Book review: Mania opens with the novel’s narrator being summoned by the school of her 11-year-old son, Darwin, to collect him following a bullying incident. His crime? Ridiculing one of his classmates, employing “language we consider unacceptable in a supportive environment”.
For his mother, Pearson Converse (a thinly disguised Shriver), whose leafy Pennsylvania neighbourhood features signs proclaiming “We support cognitive neutrality” and bumper stickers offering “Honk if you hate brainiacs”, this only fuels her outrage regarding her society’s efforts to stamp out meritocracy.
The reader is catapulted into the absurd parallel world of the Mental Parity Movement, in which every citizen is treated as cognitively equal and no one is made to feel inferior. The feelings of those less educated or less intelligent are prioritised to the detriment of those who value education, science and achievement based on merit.
In this dystopia conceived by Shriver, a well-known iconoclast who is unafraid of poking a stick at shibboleths, it is heretical, even illegal, to call anyone stupid. Iconic films and TV shows featuring smart, witty characters are banned. IQ tests are illegal. As a result, the entire United States has been dumbed down. Anyone can become a doctor or a pilot, with disastrous consequences. Blackouts become more common. The country’s manufacturing and productivity decline. “The public at large bought into this improbable ideology virtually overnight and in no time forgot that they had ever believed anything else.”
The term for this collective mania is “alternative processing”. The country becomes a laughing stock to the rest of the world. Anyone with brains and talent flees.

Pearson is a literature teacher at Voltaire University. Without being permitted to test and grade students, her job becomes untenable. Her tree surgeon husband, Wade, accuses her of “constantly taunting people”. Pushing back against the new ideology, Pearson defiantly sets Dostoevsky’s The Idiot as a required text for her students and is then obliged to eat humble pie to retain her job.
She feels the sting of betrayal when her long-time best friend, Emory, a high-profile TV journalist, falls on the opposing side in this new culture war.
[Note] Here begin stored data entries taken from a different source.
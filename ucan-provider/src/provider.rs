//! Provider wiring: one store, reconciler and scheduler per kind plus the
//! manifest feeder, all sharing one cancellation token.

use std::sync::Arc;

use anyhow::{Context, Result};
use tokio::task::JoinSet;
use tokio_util::sync::CancellationToken;
use tracing::{error, info};
use ucan_reconciler::{ClientFactory, ExternalClient, MemoryStore, Reconciler, Scheduler, WorkQueue};

use crate::config::ProviderConfig;
use crate::kinds::{FloatingIpClient, VirtualMachineClient, VolumeClient};
use crate::manifest::{ManifestFeeder, Stores};

pub struct Provider {
    stores: Stores,
    queues: Vec<(&'static str, WorkQueue)>,
    tasks: JoinSet<()>,
    cancel: CancellationToken,
}

impl Provider {
    /// Open the stores, connect every kind and start all loops.
    pub async fn start(
        config: ProviderConfig,
        credentials: &[u8],
        cancel: CancellationToken,
    ) -> Result<Self> {
        tokio::fs::create_dir_all(&config.state_dir)
            .await
            .with_context(|| format!("cannot create {}", config.state_dir.display()))?;

        let timeout = config.request_timeout;
        let volumes = VolumeClient::factory(&config.endpoints.volume, timeout)
            .connect(credentials)
            .map(|client| client.with_instance(config.instance.as_str()))
            .context("cannot build volume client")?;
        let floating_ips = FloatingIpClient::factory(&config.endpoints.network, timeout)
            .connect(credentials)
            .context("cannot build floating IP client")?;
        let virtual_machines = VirtualMachineClient::factory(&config.endpoints.compute, timeout)
            .connect(credentials)
            .context("cannot build virtual machine client")?;

        let mut tasks = JoinSet::new();
        let mut queues = Vec::new();

        let volume_store = launch(&config, volumes, &cancel, &mut tasks, &mut queues).await?;
        let floating_ip_store =
            launch(&config, floating_ips, &cancel, &mut tasks, &mut queues).await?;
        let virtual_machine_store =
            launch(&config, virtual_machines, &cancel, &mut tasks, &mut queues).await?;

        let stores = Stores {
            volumes: volume_store,
            floating_ips: floating_ip_store,
            virtual_machines: virtual_machine_store,
        };

        let feeder =
            ManifestFeeder::new(&config.manifest, config.manifest_interval, stores.clone());
        tasks.spawn(feeder.run(cancel.clone()));

        info!(
            manifest = %config.manifest.display(),
            state_dir = %config.state_dir.display(),
            "Provider started"
        );

        Ok(Self {
            stores,
            queues,
            tasks,
            cancel,
        })
    }

    pub fn stores(&self) -> &Stores {
        &self.stores
    }

    /// Work queue of one kind.
    pub fn queue(&self, kind: &str) -> Option<WorkQueue> {
        self.queues
            .iter()
            .find(|(k, _)| *k == kind)
            .map(|(_, queue)| queue.clone())
    }

    pub fn shutdown(&self) {
        self.cancel.cancel();
    }

    /// Wait for every loop to exit.
    pub async fn wait(mut self) {
        while let Some(result) = self.tasks.join_next().await {
            if let Err(e) = result {
                error!(error = %e, "Provider task panicked");
            }
        }
        info!("Provider stopped");
    }
}

/// Open the store of one kind and spawn its scheduler.
async fn launch<C: ExternalClient>(
    config: &ProviderConfig,
    client: C,
    cancel: &CancellationToken,
    tasks: &mut JoinSet<()>,
    queues: &mut Vec<(&'static str, WorkQueue)>,
) -> Result<Arc<MemoryStore<C::Spec>>> {
    let kind = client.kind();
    let path = config.store_path(kind);
    let store = Arc::new(
        MemoryStore::open(&path)
            .await
            .with_context(|| format!("cannot open {} store", kind))?,
    );

    let reconciler = Arc::new(Reconciler::new(
        Arc::new(client),
        store.clone(),
        cancel.clone(),
    ));
    let scheduler = Scheduler::new(reconciler, config.scheduler.clone(), cancel.clone());
    queues.push((kind, scheduler.queue()));
    tasks.spawn(scheduler.run());

    Ok(store)
}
After Pearson loses it in a wild rant to her students, her words go viral. Emory lambasts her on CNN and, in a tit for tat, Pearson makes public Emory’s hypocrisy. Contrarian Pearson pays “a terrible price for being out of sync”. She loses everything and everyone, becoming destitute.
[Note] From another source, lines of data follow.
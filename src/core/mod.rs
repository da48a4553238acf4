// SPDX-License-Identifier: MIT OR Apache-2.0

pub mod config;
pub mod error;
pub mod execution;
pub mod table;
pub mod util;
Mania is the book Pearson writes to tell her story, channelling Shriver’s razor-sharp wit and take-no-prisoners approach.
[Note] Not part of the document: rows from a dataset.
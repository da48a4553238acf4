// SPDX-License-Identifier: MIT OR Apache-2.0

//! Parameterized scenario tables.
//!
//! A scenario table declares a reusable template: a name, ordered inputs,
//! optional outputs and a body of rows. Invoking rows elsewhere in a test run
//! are matched against registered scenarios, their arguments are substituted
//! into the body, and the expanded body is dispatched to a script interpreter
//! as a nested unit whose outcome is folded back into the invoking row.
//!
//! ```rust,ignore
//! use scenario_tables::prelude::*;
//!
//! let ctx = RunContext::new(ScenarioConfig::default());
//! let def = ctx.define_scenario(&GridTable::from_rows(vec![
//!     vec!["scenario", "Add _ and _", "a, b"],
//!     vec!["push", "@a"],
//!     vec!["push", "@b"],
//! ]))?;
//!
//! let args = ctx.match_invocation(&def, "Add 3 and 4").unwrap();
//! let mut table = InvokingTable::new("script_0");
//! let instructions = table.invoke(&ctx, &def, &ScenarioArguments::Positional(args), 1, &interpreter)?;
//! ```

pub mod core;
pub mod scenario;

pub mod prelude {
    pub use crate::core::config::{ScenarioConfig, SubstitutionMode};
    pub use crate::core::error::{ScenarioError, ScenarioResult};
    pub use crate::core::execution::{
        completion_link, ChildAttachment, ChildOutcome, CompletionHandle, CompletionSender,
        DispatchedUnit, ExecutionResult, Instruction, Resolution, ScriptInterpreter, TestSummary,
    };
    pub use crate::core::table::{GridTable, TableView};
    pub use crate::scenario::{
        InvokingTable, NestedExecution, RunContext, ScenarioArguments, ScenarioDefinition,
        ScenarioRegistry, SyntaxError,
    };
}
// SPDX-License-Identifier: MIT OR Apache-2.0

//! Scenario Syntax Errors
//!
//! Definition errors are raised while parsing a scenario header; binding
//! errors while mapping invocation arguments onto declared inputs.

use thiserror::Error;

#[derive(Error, Debug, Clone, PartialEq, Eq)]
pub enum SyntaxError {
    #[error("Scenario tables must have a name.")]
    MissingName,

    #[error("Scenario input '{0}' is declared more than once.")]
    DuplicateInput(String),

    #[error("Scenario output '{0}' clashes with an input of the same name.")]
    OutputClashesWithInput(String),

    #[error("Scenario name pattern '{pattern}' cannot be compiled: {message}")]
    InvalidNamePattern { pattern: String, message: String },

    #[error("The argument {0} is not an input to the scenario.")]
    UnknownArgument(String),
}

impl SyntaxError {
    /// Binding errors are raised at expansion time, everything else at definition time
    pub fn is_binding_error(&self) -> bool {
        matches!(self, SyntaxError::UnknownArgument(_))
    }
}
For hardcore fans of the author, Mania will by turns provoke and captivate. It’s fair to say that the early chapters sometimes swerve close to didactic exposition. And there’s something of an abrupt segue that takes the reader from 1972 to 2010, excavating Pearson’s past and the events leading up to 2011 which have coloured her responses.
Her rejection of her strict Jehovah’s Witness family and their religion explains why her outrage at the new Mental Parity ideology runs so deep. It’s personal. This isn’t the first time those with power over her, whom she regards as idiots, have attempted to crush her intellectual life and constrain her freedom.
The world inhabited by Pearson often feels not entirely dissimilar to the present reality in which individuals can be “cancelled” for daring to publicly question a prevailing narrative. Pearson is under no illusions about the scale of the catastrophe. “The wholesale embrace of a flagrant lie by an entire population has inevitably opened the gateway for other lies. We have severed our connection to truth, thereby losing faith in the very existence of truth.”
The novel ends in 2027. Will the pendulum eventually swing back and common sense prevail?
Mania by Lionel Shriver (Hemlock, $36.99) is out now.